微载体是目前公认的最有发展前途的一种动物细胞大规模培养技术，其兼具悬浮培养和贴壁培养的优点，放大容易。目前微载体培养广泛用于培养各种类型细胞，生产蛋白质产品，如293细胞，成肌细胞，Ve r o细胞，CHO细胞。常用商品化微载体有三种：Cytodex ，Cytopore和Cytoline。 使用较多的反应器有两种：贝朗公司的BIOSTAT B反应器，使用双桨叶无气泡通气搅拌系统；NBS公司的CelliGen，CelliGen PlusTM和Bioflo3000反应器，使用Cell-lift双筛网搅拌系统。两种系统都能实现培养细胞和收获产物的有效分离。 微载体培养293细胞，首先要选择合适的微载体类型和搅拌速度。接种细胞可用1L spinner微载体培养系统或是其它贴壁培养方式准备，采用灌流培养，培养周期10-15天，能达到的细胞密度为5-10×10⁶/ml。

无血清悬浮培养 无血清悬浮培养是用已知人源或动物来源的蛋白或激素代替动物血清的一种细胞培养方式，它能减少后期纯化工作，提高产品质量，正逐渐成为动物细胞大规模培养的研究新方向。
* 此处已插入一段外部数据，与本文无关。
// Rust Coin Address Library
// Written by
//   The coinaddr developers
//
// To the extent possible under law, the author(s) have dedicated all
// copyright and related and neighboring rights to this software to
// the public domain worldwide. This software is distributed without
// any warranty.
//
// You should have received a copy of the CC0 Public Domain Dedication
// along with this software.
// If not, see <http://creativecommons.org/publicdomain/zero/1.0/>.
//

//! # CashAddr
//!
//! The `prefix:base32` address format of Bitcoin Cash. It shares the bech32
//! alphabet, but the checksum is a 40-bit BCH code over GF(32) with its own
//! generators, and the prefix is folded in using only the low 5 bits of
//! each character.
//!
//! The payload starts with a version byte: bits 3..7 carry the address type
//! and bits 0..2 encode the hash size.

use std::convert::TryFrom;
use std::fmt;

use bech32::Fe32;

use crate::error::write_err;
use crate::repack::{convert_bits, PaddingError};

/// Separator between the prefix and the data part.
pub const SEP: char = ':';

/// Number of 5-bit groups in the checksum.
pub const CHECKSUM_LENGTH: usize = 8;

/// Generator coefficients
const GEN: [u64; 5] = [0x98f2bc8e61, 0x79b76d99e2, 0xf33e5fb3c4, 0xae2eabe2a8, 0x1e4f43e470];

/// Hash sizes in bytes, indexed by the size code of the version byte.
const HASH_SIZES: [usize; 8] = [20, 24, 28, 32, 40, 48, 56, 64];

/// CashAddr encoding error
#[derive(Debug, Clone, PartialEq, Eq)]
pub enum Error {
    /// A character outside the base32 alphabet.
    InvalidCharacter {
        /// The offending character.
        ch: char,
        /// Its position in the data part.
        pos: usize,
    },
    /// Upper and lower case letters were mixed.
    MixedCase,
    /// The prefix is empty or contains something other than ASCII letters.
    InvalidPrefix(String),
    /// The data part is too short to hold a version byte and checksum.
    InvalidLength(usize),
    /// The polymod residue is not zero.
    ChecksumMismatch,
    /// The data part does not regroup into whole bytes.
    Padding(PaddingError),
    /// The version byte names an unknown address type.
    UnknownAddressType(u8),
    /// The hash does not have one of the sizes the version byte can express, or does not
    /// match the size the version byte declares.
    InvalidHashSize(usize),
}

impl fmt::Display for Error {
    fn fmt(&self, f: &mut fmt::Formatter) -> fmt::Result {
        match *self {
            Error::InvalidCharacter { ch, pos } => {
                write!(f, "invalid cashaddr character {:?} at position {}", ch, pos)
            }
            Error::MixedCase => f.write_str("cashaddr string mixes upper and lower case"),
            Error::InvalidPrefix(ref p) => write!(f, "invalid cashaddr prefix {:?}", p),
            Error::InvalidLength(len) => write!(f, "cashaddr data part too short: {} characters", len),
            Error::ChecksumMismatch => f.write_str("cashaddr checksum mismatch"),
            Error::Padding(ref e) => write_err!(f, "cashaddr payload is not byte aligned"; e),
            Error::UnknownAddressType(t) => write!(f, "unknown cashaddr address type {}", t),
            Error::InvalidHashSize(len) => write!(f, "invalid cashaddr hash size {}", len),
        }
    }
}

impl std::error::Error for Error {
    fn source(&self) -> Option<&(dyn std::error::Error + 'static)> {
        match *self {
            Error::Padding(ref e) => Some(e),
            _ => None,
        }
    }
}

#[doc(hidden)]
impl From<PaddingError> for Error {
    fn from(e: PaddingError) -> Error {
        Error::Padding(e)
    }
}

/// The address type carried in the version byte.
#[derive(Debug, Clone, Copy, PartialEq, Eq, PartialOrd, Ord, Hash)]
pub enum AddressType {
    /// Pay to public key hash.
    PubkeyHash,
    /// Pay to script hash.
    ScriptHash,
}

impl AddressType {
    fn to_u8(self) -> u8 {
        match self {
            AddressType::PubkeyHash => 0,
            AddressType::ScriptHash => 1,
        }
    }

    fn from_u8(t: u8) -> Option<AddressType> {
        match t {
            0 => Some(AddressType::PubkeyHash),
            1 => Some(AddressType::ScriptHash),
            _ => None,
        }
    }
}

/// A decoded CashAddr address.
#[derive(Debug, Clone, PartialEq, Eq)]
pub struct Decoded {
    /// The prefix, in lower case. Either found in the string or the supplied default.
    pub prefix: String,
    /// Type from the version byte.
    pub address_type: AddressType,
    /// The hash, 20 to 64 bytes.
    pub hash: Vec<u8>,
}

fn polymod(values: &[u8]) -> u64 {
    let mut c: u64 = 1;
    for &d in values {
        let c0 = (c >> 35) as u8;
        c = ((c & 0x07_ffff_ffff) << 5) ^ u64::from(d);
        for (i, g) in GEN.iter().enumerate() {
            if (c0 >> i) & 1 == 1 {
                c ^= g;
            }
        }
    }
    c ^ 1
}

fn expand_prefix(prefix: &str) -> Vec<u8> {
    let mut v: Vec<u8> = prefix.bytes().map(|b| b & 0x1f).collect();
    v.push(0);
    v
}

/// Computes the eight 5-bit checksum groups binding `prefix` to the 5-bit `payload`.
pub fn create_checksum(prefix: &str, payload: &[u8]) -> [u8; CHECKSUM_LENGTH] {
    let mut values = expand_prefix(prefix);
    values.extend_from_slice(payload);
    values.extend_from_slice(&[0; CHECKSUM_LENGTH]);
    let plm = polymod(&values);

    let mut checksum = [0; CHECKSUM_LENGTH];
    for (i, group) in checksum.iter_mut().enumerate() {
        *group = ((plm >> (5 * (CHECKSUM_LENGTH - 1 - i))) & 0x1f) as u8;
    }
    checksum
}

/// Checks that `data`, 5-bit payload groups followed by the checksum, is bound to `prefix`.
pub fn verify_checksum(prefix: &str, data: &[u8]) -> bool {
    let mut values = expand_prefix(prefix);
    values.extend_from_slice(data);
    polymod(&values) == 0
}

/// Encodes 5-bit `data` as `prefix:base32(data || checksum)`.
///
/// # Panics
///
/// If a value in `data` does not fit in 5 bits.
pub fn encode(prefix: &str, data: &[u8]) -> String {
    let checksum = create_checksum(prefix, data);
    let mut ret = String::with_capacity(prefix.len() + 1 + data.len() + CHECKSUM_LENGTH);
    ret.push_str(prefix);
    ret.push(SEP);
    for &v in data.iter().chain(checksum.iter()) {
        ret.push(Fe32::try_from(v).expect("5-bit value").to_char());
    }
    ret
}

/// Decodes a CashAddr string into its lower-case prefix and the 5-bit data with the
/// checksum removed.
///
/// The prefix may be omitted from `s`, in which case `default_prefix` is used for the
/// checksum. The prefix must be ASCII letters only. Case is checked over the prefixed
/// string: upper case is accepted only with an explicit upper case prefix, since an
/// omitted prefix counts as the lower case default.
pub fn decode(s: &str, default_prefix: &str) -> Result<(String, Vec<u8>), Error> {
    let (prefix, raw_data) = match s.rfind(SEP) {
        Some(sep) => (&s[..sep], &s[sep + 1..]),
        None => (default_prefix, s),
    };
    if prefix.is_empty() || !prefix.chars().all(|c| c.is_ascii_alphabetic()) {
        return Err(Error::InvalidPrefix(prefix.to_owned()));
    }

    let has_lower = prefix.chars().chain(raw_data.chars()).any(|c| c.is_lowercase());
    let has_upper = prefix.chars().chain(raw_data.chars()).any(|c| c.is_uppercase());
    if has_lower && has_upper {
        return Err(Error::MixedCase);
    }
    let prefix = prefix.to_ascii_lowercase();
    let raw_data = raw_data.to_lowercase();

    // Version byte (two groups) plus checksum.
    if raw_data.len() < CHECKSUM_LENGTH + 2 {
        return Err(Error::InvalidLength(raw_data.len()));
    }

    let mut data = raw_data
        .chars()
        .enumerate()
        .map(|(pos, ch)| {
            Fe32::from_char(ch).map(Fe32::to_u8).map_err(|_| Error::InvalidCharacter { ch, pos })
        })
        .collect::<Result<Vec<u8>, Error>>()?;

    if !verify_checksum(&prefix, &data) {
        return Err(Error::ChecksumMismatch);
    }
    data.truncate(data.len() - CHECKSUM_LENGTH);
    Ok((prefix, data))
}

/// Builds the version byte and regroups `version || hash` into 5-bit values.
pub fn pack_address_data(address_type: AddressType, hash: &[u8]) -> Result<Vec<u8>, Error> {
    let size_code = HASH_SIZES
        .iter()
        .position(|&size| size == hash.len())
        .ok_or(Error::InvalidHashSize(hash.len()))?;

    let mut data = Vec::with_capacity(1 + hash.len());
    data.push((address_type.to_u8() << 3) | size_code as u8);
    data.extend_from_slice(hash);
    Ok(convert_bits(&data, 8, 5, true)?)
}

/// Encodes `hash` as a CashAddr address of the given type.
pub fn encode_address(prefix: &str, address_type: AddressType, hash: &[u8]) -> Result<String, Error> {
    let data = pack_address_data(address_type, hash)?;
    Ok(encode(prefix, &data))
}

/// Decodes a CashAddr address, checking the checksum, padding, type and hash size.
pub fn decode_address(s: &str, default_prefix: &str) -> Result<Decoded, Error> {
    let (prefix, data) = decode(s, default_prefix)?;
    let bytes = convert_bits(&data, 5, 8, false)?;

    // `decode` guarantees at least two groups, so at least one byte.
    let version = bytes[0];
    let hash = bytes[1..].to_vec();
    // Bit 7 is reserved, so it shows up here as an unknown type.
    let address_type = AddressType::from_u8(version >> 3).ok_or(Error::UnknownAddressType(version >> 3))?;
    if HASH_SIZES[usize::from(version & 0x07)] != hash.len() {
        return Err(Error::InvalidHashSize(hash.len()));
    }

    Ok(Decoded { prefix, address_type, hash })
}

#[cfg(test)]
mod test {
    use super::*;

    // hash160 of the uncompressed key 0478140...71fb
    const HASH: [u8; 20] = [
        0x6a, 0x05, 0xad, 0x65, 0xc8, 0xcb, 0x14, 0x3c, 0x0e, 0x02, 0xf3, 0xb1, 0x11, 0xc5, 0xd3,
        0x7c, 0x1a, 0x4b, 0x0a, 0xa0,
    ];

    #[test]
    fn expand_uses_low_five_bits() {
        assert_eq!(expand_prefix("bitcoincash"), vec![2, 9, 20, 3, 15, 9, 14, 3, 1, 19, 8, 0]);
        assert_eq!(expand_prefix(""), vec![0]);
    }

    #[test]
    fn encode_known_hash() {
        assert_eq!(
            encode_address("bitcoincash", AddressType::PubkeyHash, &HASH).unwrap(),
            "bitcoincash:qp4qttt9er93g0qwqtemzyw96d7p5jc25q4thz52r4",
        );
        assert_eq!(
            encode_address("bchtest", AddressType::PubkeyHash, &HASH).unwrap(),
            "bchtest:qp4qttt9er93g0qwqtemzyw96d7p5jc25q3en9kayf",
        );
    }

    #[test]
    fn checksum_verifies_after_append() {
        for _ in 0..20 {
            let hash: [u8; 20] = rand::random();
            let mut data = pack_address_data(AddressType::ScriptHash, &hash).unwrap();
            let checksum = create_checksum("bchreg", &data);
            data.extend_from_slice(&checksum);
            assert!(verify_checksum("bchreg", &data));
            assert!(!verify_checksum("bchtest", &data));
        }
    }

    #[test]
    fn decode_without_prefix() {
        let decoded = decode_address("qpcenuhjnwk0xw4st4x0pyn69vmra29nnvghrpm8jg", "bitcoincash").unwrap();
        assert_eq!(decoded.prefix, "bitcoincash");
        assert_eq!(decoded.address_type, AddressType::PubkeyHash);
        assert_eq!(
            decoded.hash,
            vec![
                0x71, 0x99, 0xf2, 0xf2, 0x9b, 0xac, 0xf3, 0x3a, 0xb0, 0x5d, 0x4c, 0xf0, 0x92, 0x7a,
                0x2b, 0x36, 0x3e, 0xa8, 0xb3, 0x9b,
            ],
        );

        assert_eq!(
            decode_address("qpcenuhjnwk0xw4st4x0pyn69vmra29nnvghrpm8jh", "bitcoincash"),
            Err(Error::ChecksumMismatch),
        );
        // Right data, wrong network.
        assert_eq!(
            decode_address("qpcenuhjnwk0xw4st4x0pyn69vmra29nnvghrpm8jg", "bchtest"),
            Err(Error::ChecksumMismatch),
        );
    }

    #[test]
    fn decode_case_rules() {
        let upper = "BITCOINCASH:QP4QTTT9ER93G0QWQTEMZYW96D7P5JC25Q4THZ52R4";
        let decoded = decode_address(upper, "bchtest").unwrap();
        assert_eq!(decoded.prefix, "bitcoincash");
        assert_eq!(decoded.hash, HASH.to_vec());

        assert_eq!(
            decode_address("bitcoincash:QP4QTTT9ER93G0QWQTEMZYW96D7P5JC25Q4THZ52R4", "bitcoincash"),
            Err(Error::MixedCase),
        );
        // The omitted prefix is the lower case default.
        assert_eq!(
            decode_address("QPCENUHJNWK0XW4ST4X0PYN69VMRA29NNVGHRPM8JG", "bitcoincash"),
            Err(Error::MixedCase),
        );
    }

    #[test]
    fn decode_checks_prefix() {
        let data = "qp4qttt9er93g0qwqtemzyw96d7p5jc25q4thz52r4";
        assert_eq!(
            decode(&format!("bitcoin2cash:{}", data), "bitcoincash"),
            Err(Error::InvalidPrefix("bitcoin2cash".to_owned())),
        );
        assert_eq!(decode(&format!(":{}", data), "bitcoincash"), Err(Error::InvalidPrefix(String::new())));
        assert_eq!(
            decode(&format!("bitcoincash:bitcoincash:{}", data), "bitcoincash"),
            Err(Error::InvalidPrefix("bitcoincash:bitcoincash".to_owned())),
        );
    }

    #[test]
    fn decode_rejects_garbage() {
        assert_eq!(decode("bitcoincash:qpzry", "bitcoincash"), Err(Error::InvalidLength(5)));
        assert_eq!(
            decode("bitcoincash:qp4qttt9er93g0qwqtemzyw96d7p5jc25q4thz52rb", "bitcoincash"),
            Err(Error::InvalidCharacter { ch: 'b', pos: 41 }),
        );
    }

    #[test]
    fn hash_sizes() {
        assert_eq!(encode_address("bitcoincash", AddressType::PubkeyHash, &[0; 21]), Err(Error::InvalidHashSize(21)));
        for &size in HASH_SIZES.iter() {
            let hash = vec![0xab; size];
            let s = encode_address("bitcoincash", AddressType::ScriptHash, &hash).unwrap();
            let decoded = decode_address(&s, "bitcoincash").unwrap();
            assert_eq!(decoded.address_type, AddressType::ScriptHash);
            assert_eq!(decoded.hash, hash);
        }
    }

    #[test]
    fn unknown_type_is_rejected() {
        // Version byte 0x10: type 2, size code 0.
        let mut bytes = vec![0x10];
        bytes.extend_from_slice(&HASH);
        let s = encode("bitcoincash", &convert_bits(&bytes, 8, 5, true).unwrap());
        assert_eq!(decode_address(&s, "bitcoincash"), Err(Error::UnknownAddressType(2)));
    }
}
要实现293细胞无血清悬浮培养必须先将贴壁培养293改造为悬浮培养293S细胞并寻找适合高密度无血清培养的培养液配方。 悬浮培养时，由于缺少血清和蛋白的保护作用，293S对剪切力的敏感度增加，难以达到高密度培养，导致293S产生病毒的数量比贴壁培养低5-10倍左右。细胞接种后，灌流培养7天，达到细胞密度5×10⁶/ml，增殖5-10倍。

结论

不管是哪种培养方式，首要的一点是必须操作规范，防止污染；其次根据需要选择合适的293细胞培养方式，对细胞生长状况实行有效的监控，以便获得稳定的蛋白或病毒产物。